Umutsuzca büyükbabama bakarken, Matt arkamdan seslendi.

'William' dedi ona dönerken Ariana ile göz göze gelsem de bakışlarımı ondan kaçırdım. Onu gördüğüm o birkaç saniyelik sürede gözlerinden ne kadar üzgün olduğunu görebiliyordum. Üzüntüsü beni üzse de, bana söylediği sözlerin ağırlığı sırtımda bir yüktü.

'Bir yolu yok. Babam bunu halkın önünde yaparak hem seni arasına aldığını halka gösterdi, hem de Matilda'yı aradan çıkaracak' dedi.

'Matilda'yı neden istemiyor?' dedi Jane.

'O çok güçlü. Halk ona çok itibar gösterirdi. Babam buna hep kızardı ama ona ihtiyacı vardı. Halka öngörüleri için bir cadı lazımdı. Onu gözden çıkarması için bir sebep olmalı mutlaka' dedi düşünceli bir şekilde.

'Onu gözden çıkarması için bir sebep var' dedi büyükbabam.

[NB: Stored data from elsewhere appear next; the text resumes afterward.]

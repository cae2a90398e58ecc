use dioxus::prelude::*;

use crate::notice::use_notices;
use crate::session::{report_api_error, use_client, use_session};
use crate::view_model::notifications::{notification_rows, NotificationRow};

#[component]
pub fn NotificationsPanel() -> Element {
    let client = use_client();
    let mut session = use_session();
    let mut notices = use_notices();
    let mut rows = use_signal(|| Option::<Vec<NotificationRow>>::None);

    let load = move |_| {
        let client = client.clone();
        spawn(async move {
            match client.notifications().await {
                Ok(list) => rows.set(Some(notification_rows(&list))),
                Err(e) => report_api_error(&mut notices, &mut session, &e, "Could not load notifications"),
            }
        });
    };

    rsx! {
        section {
            class: "panel",
            h3 { "Notifications" }
            button { class: "btn btn-secondary", onclick: load, "Refresh" }
            if let Some(rows) = rows() {
                if rows.is_empty() {
                    p { class: "empty", "No notifications." }
                }
                ul {
                    for row in rows.into_iter() {
                        li {
                            key: "{row.key}",
                            class: "notification {row.severity}",
                            strong { "{row.title}" }
                            p { "{row.message}" }
                            if let Some(when) = row.when.as_ref() {
                                small { "{when}" }
                            }
                        }
                    }
                }
            }
        }
    }
}
use std::collections::BTreeMap;

use api::forms::{self, InputKind};
use api::models::CalculatorTool;
use dioxus::prelude::*;

use crate::notice::{notify, use_notices, NoticeLevel};
use crate::session::{report_api_error, use_client, use_session};
use crate::view_model::calculator::{calculator_view, CalculatorView};

/// Clinical calculators evaluated server-side.
#[component]
pub fn CalculatorPanel() -> Element {
    let client = use_client();
    let mut session = use_session();
    let mut notices = use_notices();
    let mut tool = use_signal(|| CalculatorTool::Bmi);
    let mut values = use_signal(BTreeMap::<String, String>::new);
    let mut result = use_signal(|| Option::<CalculatorView>::None);

    let handle_submit = move |evt: FormEvent| {
        evt.prevent_default();
        let client = client.clone();
        spawn(async move {
            let tool = tool();
            let inputs = match forms::calculator_inputs(tool, &values.read()) {
                Ok(inputs) => inputs,
                Err(e) => {
                    notify(&mut notices, NoticeLevel::Warning, &e.to_string());
                    return;
                }
            };
            match client.calculate(tool, &inputs).await {
                Ok(answer) => result.set(Some(calculator_view(&answer))),
                Err(e) => report_api_error(&mut notices, &mut session, &e, "Calculation failed"),
            }
        });
    };

    let fields = forms::calculator_fields(tool());

    rsx! {
        section {
            class: "panel",
            h3 { "Clinical calculators" }
            form {
                onsubmit: handle_submit,
                select {
                    value: tool().as_str(),
                    onchange: move |evt: FormEvent| {
                        match forms::calculator_tool(&evt.value()) {
                            Ok(selected) => {
                                tool.set(selected);
                                values.set(BTreeMap::new());
                                result.set(None);
                            }
                            Err(e) => notify(&mut notices, NoticeLevel::Warning, &e.to_string()),
                        }
                    },
                    for choice in CalculatorTool::ALL {
                        option { key: "{choice.as_str()}", value: choice.as_str(), "{choice.label()}" }
                    }
                }
                for field in fields.iter().copied() {
                    label {
                        key: "{field.key}",
                        class: "calculator-field",
                        span { "{field.label}" }
                        {match field.kind {
                            InputKind::Number => rsx! {
                                input {
                                    r#type: "number",
                                    step: "any",
                                    value: values.read().get(field.key).cloned().unwrap_or_default(),
                                    oninput: move |evt: FormEvent| {
                                        values.write().insert(field.key.to_string(), evt.value());
                                    },
                                }
                            },
                            InputKind::Flag => rsx! {
                                input {
                                    r#type: "checkbox",
                                    checked: values.read().get(field.key).is_some_and(|v| v == "true"),
                                    onchange: move |evt: FormEvent| {
                                        values.write().insert(field.key.to_string(), evt.checked().to_string());
                                    },
                                }
                            },
                            InputKind::Choice(options) => rsx! {
                                select {
                                    onchange: move |evt: FormEvent| {
                                        values.write().insert(field.key.to_string(), evt.value());
                                    },
                                    option { value: "", "—" }
                                    for choice in options.iter() {
                                        option { key: "{choice}", value: *choice, "{choice}" }
                                    }
                                }
                            },
                        }}
                    }
                }
                button { class: "btn btn-primary", r#type: "submit", "Calculate" }
            }
            if let Some(view) = result() {
                div {
                    class: "calculator-result",
                    p { strong { "{view.headline}" } }
                    if !view.flags.is_empty() {
                        ul {
                            for flag in view.flags.iter() {
                                li { "{flag}" }
                            }
                        }
                    }
                }
            }
        }
    }
}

Şaşırarak ona bakarken, Jane'e baktı.

'Jane güçlü bir cadı. Senin bir cadın olduğunu biliyor olmalı' dedi büyükbabam.

'O çirkin için tek bir büyü çıkmaz benden' dedi Jane telaşla.

'Onun için değil. Ama William için yaparsın. Matilda bunu ona söylemiş olmalı' dedi büyükbabam.

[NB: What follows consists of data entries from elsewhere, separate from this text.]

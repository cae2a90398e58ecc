//! Amendment requests as seen by the patient who filed them or the reviewing doctor.

use api::models::{Adjustment, AdjustmentStatus};
use store::Role;

use super::format_date;

#[derive(Clone, Debug, PartialEq)]
pub struct AdjustmentRow {
    pub id: String,
    pub field: String,
    pub new_value: String,
    pub reason: String,
    pub status: &'static str,
    pub status_class: &'static str,
    pub requested_on: Option<String>,
    pub decision_note: Option<String>,
    /// Approve/reject controls are offered.
    pub can_decide: bool,
}

pub fn status_label(status: &AdjustmentStatus) -> &'static str {
    match status {
        AdjustmentStatus::Requested => "Requested",
        AdjustmentStatus::UnderReview => "Under review",
        AdjustmentStatus::Approved => "Approved",
        AdjustmentStatus::Rejected => "Rejected",
    }
}

pub fn adjustment_rows(adjustments: &[Adjustment], viewer: &Role) -> Vec<AdjustmentRow> {
    adjustments
        .iter()
        .map(|a| AdjustmentRow {
            id: a.id.clone(),
            field: a.field_path.clone(),
            new_value: a.new_value.clone(),
            reason: a.reason.clone(),
            status: status_label(&a.status),
            status_class: a.status.as_str(),
            requested_on: a.created_at.as_deref().map(format_date),
            decision_note: a
                .decision
                .as_ref()
                .and_then(|d| d.rationale.clone())
                .filter(|r| !r.trim().is_empty()),
            can_decide: *viewer == Role::Doctor && a.status.is_open(),
        })
        .collect()
}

'Böylece elinde tehditle her istediğini yaptırabileceği bir cadısı oldu' dedi Matt.

'Matilda, ona karşı geliyordu' dedim, nasıl onu susturduğunu hatırlayarak.

'Babam onun yanında kendini kral gibi hissetmiyor' dedi Matt devam ederek.

'Baban onu öldürmemi neden istiyor?' dedim.

'Yapamayacağını biliyor' dedi Matt.

'Ne demek biliyor?' dedim şaşırarak.

'Seni ben birkaç kere görmeme rağmen bunu yapamayacak bir insan olduğunu biliyorum William. Ben birini çok rahat öldürürüm. Büyükbaban öyle. Jane kendisine zarar veren olursa onun canını yakabilir. Ariana da. Ama sen öyle değilsin. Sen daha önce böyle durumların içinde hiç bulunmadın. Ben bunu anlayacak kadar seni okudum. Babam, seni Matilda'ya çok güzel araştırtmış olmalı ki, zayıf noktanın sevdiklerin ve birinin canına kıymak olacağını biliyor'

'Bir şey yapamam değil mi?' dedim.

'Yapamazsın. Onu öldürmek zorundasın. Yoksa halk senin sözünde durmayan biri olduğunu düşünür'

'Ama ben bunu söylemedim'

'Babam, öyle söz verdi' dedi Matt.

En az benim kadar bu duruma canı sıkılmış duruyordu. Birini öldürmek. Bunu nasıl yapacaktım?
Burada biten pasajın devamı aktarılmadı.